2)         The Employer is an "Institution of Higher Education” such as a college or university:  This exemption is quite straightforward.  Many academic researchers, teachers and professionals qualify for this exemption based on their employment at an accredited institution of higher education.
3)         The employer is a non-profit organization affiliated or related to an Institution of Higher Education:  There are many such employers.  Many non-profit organizations such as medical clinics and community organizations are affiliated or somehow related to colleges and universities.  For examples, they may have internship programs for college students or offer an environment for students to practice their trade.  The USCIS has been quite reasonable with the meaning of “affiliated” and “related.”  The key here is to ask the employer the right questions to find out their relationship with colleges or universities.
4)         The Employer is a nonprofit research organization or government research organization:  For private organizations, proper document is needed to document the nature of the research activities being conducted.

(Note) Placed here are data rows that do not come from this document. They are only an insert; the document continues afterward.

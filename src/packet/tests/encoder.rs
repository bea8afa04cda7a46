use std::sync::Arc;

use bytes::Bytes;
use futures_lite::future::block_on;

use crate::packet::*;
use crate::v5::{Properties, Property};
use crate::*;

fn assert_encode(packet: &Packet, protocol: Protocol, expected: &[u8]) {
    let var_bytes = packet.encode(protocol).unwrap();
    assert_eq!(var_bytes.as_slice(), expected);
    assert_eq!(packet.encode_len(protocol).unwrap(), expected.len());

    let mut data_async = Vec::new();
    block_on(packet.encode_async(&mut data_async, protocol)).unwrap();
    assert_eq!(data_async, expected);

    let header = Header::decode(expected).unwrap();
    assert_eq!(header.typ, packet.get_type());
    assert_eq!(
        header.remaining_len,
        expected.len() - header_len(expected.len())
    );
}

fn topic(name: &str) -> TopicName {
    TopicName::try_from(name).unwrap()
}

fn filter(value: &str) -> TopicFilter {
    TopicFilter::try_from(value).unwrap()
}

fn pid(value: u16) -> Pid {
    Pid::try_from(value).unwrap()
}

#[test]
fn test_encode_connect_v311() {
    let packet: Packet = Connect::new("abc", 60).into();
    #[rustfmt::skip]
    let expected = [
        0x10, 0x0F,
        0x00, 0x04, b'M', b'Q', b'T', b'T', 0x04,
        0x02,
        0x00, 0x3C,
        0x00, 0x03, b'a', b'b', b'c',
    ];
    assert_encode(&packet, Protocol::MqttV311, &expected);
}

#[test]
fn test_encode_connect_v50() {
    let packet: Packet = Connect::new("abc", 60).into();
    #[rustfmt::skip]
    let expected = [
        0x10, 0x10,
        0x00, 0x04, b'M', b'Q', b'T', b'T', 0x05,
        0x02,
        0x00, 0x3C,
        0x00,
        0x00, 0x03, b'a', b'b', b'c',
    ];
    assert_encode(&packet, Protocol::MqttV50, &expected);

    let mut connect = Connect::new("abc", 60);
    connect.properties = Properties::new()
        .with(Property::SessionExpiryInterval(300))
        .with(Property::TopicAliasMaximum(100));
    #[rustfmt::skip]
    let expected = [
        0x10, 0x18,
        0x00, 0x04, b'M', b'Q', b'T', b'T', 0x05,
        0x02,
        0x00, 0x3C,
        0x08, 0x11, 0x00, 0x00, 0x01, 0x2C, 0x22, 0x00, 0x64,
        0x00, 0x03, b'a', b'b', b'c',
    ];
    assert_encode(&connect.into(), Protocol::MqttV50, &expected);
}

#[test]
fn test_encode_connect_flags() {
    let mut connect = Connect::new("c", 10);
    let mut last_will = LastWill::new(QoS::Level1, topic("w"), Bytes::from_static(b"bye"));
    last_will.retain = true;
    connect.last_will = Some(last_will);
    connect.username = Some(Arc::from("u"));
    connect.password = Some(Bytes::from_static(b"p"));
    let packet: Packet = connect.into();

    #[rustfmt::skip]
    let expected = [
        0x10, 0x1B,
        0x00, 0x04, b'M', b'Q', b'T', b'T', 0x04,
        0xEE,
        0x00, 0x0A,
        0x00, 0x01, b'c',
        0x00, 0x01, b'w',
        0x00, 0x03, b'b', b'y', b'e',
        0x00, 0x01, b'u',
        0x00, 0x01, b'p',
    ];
    assert_encode(&packet, Protocol::MqttV311, &expected);

    // empty connect properties and empty will properties
    #[rustfmt::skip]
    let expected = [
        0x10, 0x1D,
        0x00, 0x04, b'M', b'Q', b'T', b'T', 0x05,
        0xEE,
        0x00, 0x0A,
        0x00,
        0x00, 0x01, b'c',
        0x00,
        0x00, 0x01, b'w',
        0x00, 0x03, b'b', b'y', b'e',
        0x00, 0x01, b'u',
        0x00, 0x01, b'p',
    ];
    assert_encode(&packet, Protocol::MqttV50, &expected);

    let mut connect = Connect::new("c", 0);
    connect.clean_session = false;
    let data = Packet::from(connect).encode(Protocol::MqttV311).unwrap();
    assert_eq!(data.as_slice()[9], 0x00);
}

#[test]
fn test_encode_will_properties() {
    let mut last_will = LastWill::new(QoS::Level0, topic("w"), Bytes::new());
    last_will.properties = Properties::new().with(Property::WillDelayInterval(5));
    let mut connect = Connect::new("c", 0);
    connect.last_will = Some(last_will.clone());

    let data = Packet::from(connect.clone())
        .encode(Protocol::MqttV50)
        .unwrap();
    // flags, keep alive, empty connect properties, client id, will properties
    assert_eq!(
        &data.as_slice()[9..21],
        &[0x06, 0x00, 0x00, 0x00, 0x00, 0x01, b'c', 0x05, 0x18, 0x00, 0x00, 0x00]
    );

    assert_eq!(
        Packet::from(connect).encode(Protocol::MqttV311),
        Err(Error::PropertiesUnsupported(Protocol::MqttV311))
    );

    last_will.properties = Properties::new().with(Property::TopicAlias(1));
    let mut connect = Connect::new("c", 0);
    connect.last_will = Some(last_will);
    assert_eq!(
        Packet::from(connect).encode(Protocol::MqttV50),
        Err(Error::InvalidWillProperty(v5::PropertyType::TopicAlias))
    );
}

#[test]
fn test_encode_subscribe() {
    let subscribe = Subscribe::new(pid(1), vec![(filter("a/b"), QoS::Level1.into())]);
    let packet: Packet = subscribe.clone().into();
    #[rustfmt::skip]
    let expected = [
        0x82, 0x08,
        0x00, 0x01,
        0x00, 0x03, b'a', b'/', b'b', 0x01,
    ];
    assert_encode(&packet, Protocol::MqttV311, &expected);
    #[rustfmt::skip]
    let expected = [
        0x82, 0x09,
        0x00, 0x01,
        0x00,
        0x00, 0x03, b'a', b'/', b'b', 0x01,
    ];
    assert_encode(&packet, Protocol::MqttV50, &expected);

    let mut subscribe = subscribe;
    subscribe.properties = Properties::new().with(Property::SubscriptionIdentifier(3));
    #[rustfmt::skip]
    let expected = [
        0x82, 0x0B,
        0x00, 0x01,
        0x02, 0x0B, 0x03,
        0x00, 0x03, b'a', b'/', b'b', 0x01,
    ];
    assert_encode(&subscribe.into(), Protocol::MqttV50, &expected);
}

#[test]
fn test_encode_subscribe_options() {
    let options = SubscriptionOptions {
        max_qos: QoS::Level2,
        no_local: true,
        retain_as_published: true,
        retain_handling: RetainHandling::DoNotSend,
    };
    assert_eq!(options.to_u8(), 0x2E);
    assert_eq!(SubscriptionOptions::new(QoS::Level1).to_u8(), 0x01);

    let subscribe = Subscribe::new(
        pid(7),
        vec![(filter("x"), QoS::Level0.into()), (filter("y/#"), options)],
    );
    let packet: Packet = subscribe.into();
    #[rustfmt::skip]
    let expected = [
        0x82, 0x0D,
        0x00, 0x07,
        0x00,
        0x00, 0x01, b'x', 0x00,
        0x00, 0x03, b'y', b'/', b'#', 0x2E,
    ];
    assert_encode(&packet, Protocol::MqttV50, &expected);
    assert_eq!(
        packet.encode(Protocol::MqttV311),
        Err(Error::InvalidSubscribeOptions(Protocol::MqttV311))
    );
}

#[test]
fn test_encode_unsubscribe() {
    let packet: Packet = Unsubscribe::new(pid(2), vec![filter("a/b")]).into();
    #[rustfmt::skip]
    let expected = [
        0xA2, 0x07,
        0x00, 0x02,
        0x00, 0x03, b'a', b'/', b'b',
    ];
    assert_encode(&packet, Protocol::MqttV311, &expected);
    #[rustfmt::skip]
    let expected = [
        0xA2, 0x08,
        0x00, 0x02,
        0x00,
        0x00, 0x03, b'a', b'/', b'b',
    ];
    assert_encode(&packet, Protocol::MqttV50, &expected);
}

#[test]
fn test_encode_empty_subscription() {
    let packet: Packet = Subscribe::new(pid(1), Vec::new()).into();
    assert_eq!(
        packet.encode(Protocol::MqttV311),
        Err(Error::EmptySubscription)
    );
    let packet: Packet = Unsubscribe::new(pid(1), Vec::new()).into();
    assert_eq!(packet.encode(Protocol::MqttV50), Err(Error::EmptySubscription));
}

#[test]
fn test_encode_publish() {
    let publish = Publish::new(QosPid::Level0, topic("t"), Bytes::from_static(b"hi"));
    let packet: Packet = publish.clone().into();
    assert_encode(
        &packet,
        Protocol::MqttV311,
        &[0x30, 0x05, 0x00, 0x01, b't', b'h', b'i'],
    );
    assert_encode(
        &packet,
        Protocol::MqttV50,
        &[0x30, 0x06, 0x00, 0x01, b't', 0x00, b'h', b'i'],
    );

    let mut publish = publish;
    publish.qos_pid = QosPid::Level1(pid(10));
    publish.retain = true;
    assert_encode(
        &publish.clone().into(),
        Protocol::MqttV311,
        &[0x33, 0x07, 0x00, 0x01, b't', 0x00, 0x0A, b'h', b'i'],
    );

    publish.qos_pid = QosPid::Level2(pid(10));
    publish.retain = false;
    publish.dup = true;
    let data = Packet::from(publish).encode(Protocol::MqttV311).unwrap();
    assert_eq!(data.as_slice()[0], 0x3C);
    let header = Header::decode(data.as_slice()).unwrap();
    assert!(header.dup);
    assert_eq!(header.qos, QoS::Level2);
}

#[test]
fn test_encode_publish_properties() {
    let mut publish = Publish::new(QosPid::Level1(pid(1)), topic("t"), Bytes::from_static(b"x"));
    publish.properties = Properties::new()
        .with(Property::PayloadFormatIndicator(true))
        .with(Property::MessageExpiryInterval(3600));
    #[rustfmt::skip]
    let expected = [
        0x32, 0x0E,
        0x00, 0x01, b't',
        0x00, 0x01,
        0x07, 0x01, 0x01, 0x02, 0x00, 0x00, 0x0E, 0x10,
        b'x',
    ];
    assert_encode(&publish.into(), Protocol::MqttV50, &expected);
}

#[test]
fn test_encode_publish_empty_topic() {
    let mut publish = Publish::new(QosPid::Level0, TopicName::empty(), Bytes::from_static(b"hi"));
    assert_eq!(
        Packet::from(publish.clone()).encode(Protocol::MqttV50),
        Err(Error::EmptyTopicName)
    );

    publish.properties = Properties::new().with(Property::TopicAlias(5));
    let packet: Packet = publish.into();
    #[rustfmt::skip]
    let expected = [
        0x30, 0x08,
        0x00, 0x00,
        0x03, 0x23, 0x00, 0x05,
        b'h', b'i',
    ];
    assert_encode(&packet, Protocol::MqttV50, &expected);
    assert_eq!(packet.encode(Protocol::MqttV311), Err(Error::EmptyTopicName));
}

#[test]
fn test_encode_publish_two_byte_remaining_len() {
    let payload = vec![0xAB; 200];
    let packet: Packet = Publish::new(QosPid::Level0, topic("t"), payload).into();
    let data = packet.encode(Protocol::MqttV311).unwrap();
    assert_eq!(&data.as_slice()[..5], &[0x30, 0xCB, 0x01, 0x00, 0x01]);
    assert_eq!(data.len(), 206);
    assert_eq!(packet.encode_len(Protocol::MqttV311).unwrap(), 206);
    assert_eq!(Header::decode(data.as_slice()).unwrap().remaining_len, 203);
}

#[test]
fn test_encode_bodiless_and_pid_only() {
    for protocol in [Protocol::MqttV311, Protocol::MqttV50] {
        assert_encode(&Packet::Pubrel(pid(10)), protocol, &[0x62, 0x02, 0x00, 0x0A]);
        assert_encode(&Packet::Pingreq, protocol, &[0xC0, 0x00]);
        assert_encode(&Packet::Disconnect, protocol, &[0xE0, 0x00]);
    }
    assert_eq!(
        Packet::Pubrel(pid(0x1234)).encode(Protocol::MqttV311).unwrap(),
        VarBytes::Fixed4([0x62, 0x02, 0x12, 0x34])
    );
}

#[test]
fn test_encode_connect_password_only() {
    let mut connect = Connect::new("c", 0);
    connect.password = Some(Bytes::from_static(b"p"));
    let packet: Packet = connect.into();
    assert_eq!(
        packet.encode(Protocol::MqttV311),
        Err(Error::PasswordWithoutUsername)
    );

    #[rustfmt::skip]
    let expected = [
        0x10, 0x11,
        0x00, 0x04, b'M', b'Q', b'T', b'T', 0x05,
        0x42,
        0x00, 0x00,
        0x00,
        0x00, 0x01, b'c',
        0x00, 0x01, b'p',
    ];
    assert_encode(&packet, Protocol::MqttV50, &expected);
}

#[test]
fn test_encode_errors() {
    let client_id = "x".repeat(65536);
    assert_eq!(
        Packet::from(Connect::new(&client_id, 0)).encode(Protocol::MqttV311),
        Err(Error::StringTooLong(65536))
    );

    let mut connect = Connect::new("abc", 60);
    connect.properties = Properties::new().with(Property::SessionExpiryInterval(300));
    assert_eq!(
        Packet::from(connect).encode(Protocol::MqttV311),
        Err(Error::PropertiesUnsupported(Protocol::MqttV311))
    );

    let mut publish = Publish::new(QosPid::Level0, topic("t"), Bytes::new());
    publish.properties = Properties::new().with(Property::SessionExpiryInterval(1));
    assert_eq!(
        Packet::from(publish).encode(Protocol::MqttV50),
        Err(Error::InvalidProperty(
            v5::PropertyType::SessionExpiryInterval,
            PacketType::Publish
        ))
    );

    let mut last_will = LastWill::new(QoS::Level0, TopicName::empty(), Bytes::new());
    last_will.retain = true;
    let mut connect = Connect::new("c", 0);
    connect.last_will = Some(last_will);
    assert_eq!(
        Packet::from(connect).encode(Protocol::MqttV311),
        Err(Error::EmptyTopicName)
    );
}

5)         The H-1B employment is at an H-1B exempt employer:  This exception is not known by many applicants.  For many petitions, the H-1B employer is not itself an exempted entity.  However, by virtue of the nature of the employment, the H-1B beneficiary has to physically work on-site at an entity which is an exempt institution.  Again, some investigation is needed to ascertain eligibility for this exemption.  Many categories of H-1B workers including IT professionals may qualify for it.
6)         Applicants who are citizens of Singapore, Chile, or Australia:  Separate visa categories and visa quota are available for these individuals.  For Singaporeans and Chileans, there is the H1B1 visa category.  For Australians, the E-3 visa category is designed for them. These individuals are not subject to the general H-1B cap.
7)         Concurrent exempt employment:  For those applicants who are already working in exempt H-1B status, they are eligible to apply for concurrent non-exempt H-1B employment.  It is important for the applicant to maintain proper H-1B status at the exempt employment in order to continue working for the cap-subject employer.
8)        Applicants who were counted before: For H-1B applicants who were already counted once during the past six years, and who were absent from the U.S. for more than one year, may seek to use the “reminder” of the six-year maximum period.  These applicants may also elect to re-apply for a new six-year period of H-1B status (granted in three-year installments).  However, if the absence was less than one year, the applicant may only apply to reenter the U.S. based on the reminder of the initial H-1B status.